Disclaimer: I do not own Harvest Moon. Harvest Moon belongs to Natsume

Warning: maybe OOC, modifikasi Canon, typo(s)

note: this fanfic based on; Harvest Moon: Back to Nature.

.

.


Esperar

Oleh: utsukushii arui


Aku di sini, sayang. Duduk manis menantimu

Aku di sini, sayang. Memantimu yang tak kunjung datang

Berharap, sebuah harapan masih ada.

Untuk kembalinya kau ke peraduanmu semula.

Di sini, di rumah kita.

.

"Ibu… Ibu?
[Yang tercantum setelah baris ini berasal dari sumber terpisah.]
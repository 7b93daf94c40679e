pub mod backup;
pub mod common;
pub mod instance;
pub mod result;
pub mod template;

pub use crate::domain::DomainError;
pub use backup::{BackupInfo, BackupManifest};
pub use instance::ServerInstance;
pub use result::{FileResult, FileStatus, ProvisionResult};
pub use template::{Template, TemplateVariable};
//! Flags shared by every `dotwork` subcommand.
//!
//! Flattened into [`super::Cli`] with `global = true`, so `dotwork update -v
//! ./lobby` and `dotwork -v update ./lobby` mean the same thing.

use clap::Args;
use std::path::PathBuf;

/// Global arguments for all commands.
#[derive(Debug, Clone, Default, Args)]
pub struct GlobalArgs {
    /// Increase logging verbosity.
    ///
    /// Once for INFO, twice for DEBUG, three times for TRACE. Without the
    /// flag the configured `log_level` applies.
    #[arg(
        short = 'v',
        long = "verbose",
        action = clap::ArgAction::Count,
        global = true,
        help = "Increase verbosity (-v, -vv, -vvv)",
        long_help = "Increase logging verbosity:
    (none)  - Level from the config file (log_level)
    -v      - Info level (per-instance progress)
    -vv     - Debug level (per-file decisions)
    -vvv    - Trace level (very verbose)"
    )]
    pub verbose: u8,

    /// Only print errors.
    #[arg(
        short = 'q',
        long = "quiet",
        global = true,
        conflicts_with = "verbose",
        help = "Suppress non-error output"
    )]
    pub quiet: bool,

    /// Disable ANSI colours. Honours `NO_COLOR` (<https://no-color.org>):
    /// `1`, `yes` or `true` disable colours, `0`/`false`/empty do not.
    #[arg(
        long = "no-color",
        global = true,
        env = "NO_COLOR",
        action = clap::ArgAction::SetTrue,
        value_parser = clap::builder::FalseyValueParser::new(),
        help = "Disable colored output"
    )]
    pub no_color: bool,

    /// Configuration file; YAML, TOML or JSON by extension.
    #[arg(
        short = 'c',
        long = "config",
        global = true,
        value_name = "FILE",
        help = "Configuration file path"
    )]
    pub config: Option<PathBuf>,

    /// How results are printed on stdout.
    #[arg(
        long = "output-format",
        global = true,
        value_enum,
        default_value = "auto",
        help = "Output format"
    )]
    pub output_format: OutputFormat,
}

/// How the CLI should render its output.
#[derive(Debug, Clone, Copy, Default, PartialEq, Eq, clap::ValueEnum)]
pub enum OutputFormat {
    /// Human when stdout is a terminal, plain otherwise.
    #[default]
    Auto,
    /// Human-readable with colors.
    Human,
    /// Plain text without colors.
    Plain,
    /// One JSON document per command.
    Json,
}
Ibu menangis?" Sebuah teguran kecil bersenandung di belakang telinganya. Membangkitkannya dari alam fantasi yang telah menerbangkannya cukup jauh. Melalang buana menelusuri sebuah lorong hitam yang tak kunjung menampakkan secercah cahaya. Agar ia tenang.

"Ah… tidak, sayang," Lilia—sebagaimana orang-orang memanggilnya, mengusap cairan bening yang telah menciptakan aliran sungai kecil di pipinya. Mata wanita itu tampak layu, selayu hatinya sekarang ini. "Hei, kenapa kau tak di kasir? Nanti ada pembeli, bagaimana?" Wanita berambut bubble gum itu memegang kedua lengan sang anak dan berdiri dari kursinya. "Sana gih, ibu cuma kelilipan debu aja kok," Lilia mencoba menyunggingkan bibirnya agar sang anak tak cemas.

"Ibu, perlu kuambilkan obat lagi?" Popuri—gadis yang menuruni sang ibu, terlihat dari warna rambut mereka yang sama, menatap lebih dalam sorot mata ibundanya. Ia tau, ibunya pasti mengkhawatirkan sang ayah. Benar, selama sang ibu sakit-sakitan, ayahnya memutuskan untuk mencari obat agar istrinya itu sembuh. Namun, beberapa tahun belakangan ini, sejak ia memutuskan pergi meninggalkan Lilia, Popuri dan Rick, tak ada kabar mengudara tentang dirinya. Bahkan, sepucuk surat pun tak tertera namanya saat kau membuka kotak surat milik keluarga peternak ayam itu.

Sedih, galau, takut, beradu menjadi satu di dalam batin mereka. Sang ayah yang dulunya menjadi tulang punggung keluarga, seakan lenyap di telan bumi. Bukan mati, hanya saja tak ada kabar tentangnya. Lilia risau, bukannya penyakitnya berangsur-angsur sembuh, tapi malah semakin menggerogoti setiap sel tubuhnya karena khawatir keadaan sang pujangga tersebut.

Sang ibu menggeleng pelan, "tidak usah, sayang. Ibu baik-baik saja," jelas Lilia mencoba meyakinkan sang bungsu.

"Ibu…" ucap Popuri parau. Kepalanya menunduk, matanya bergerak ke segala arah. Sulit untuk mengeluarkan kalimat yang terus meronta-ronta untuk disemburkan lewat tenggorokan. "Apa lebih baik aku mengundur pernikahan—"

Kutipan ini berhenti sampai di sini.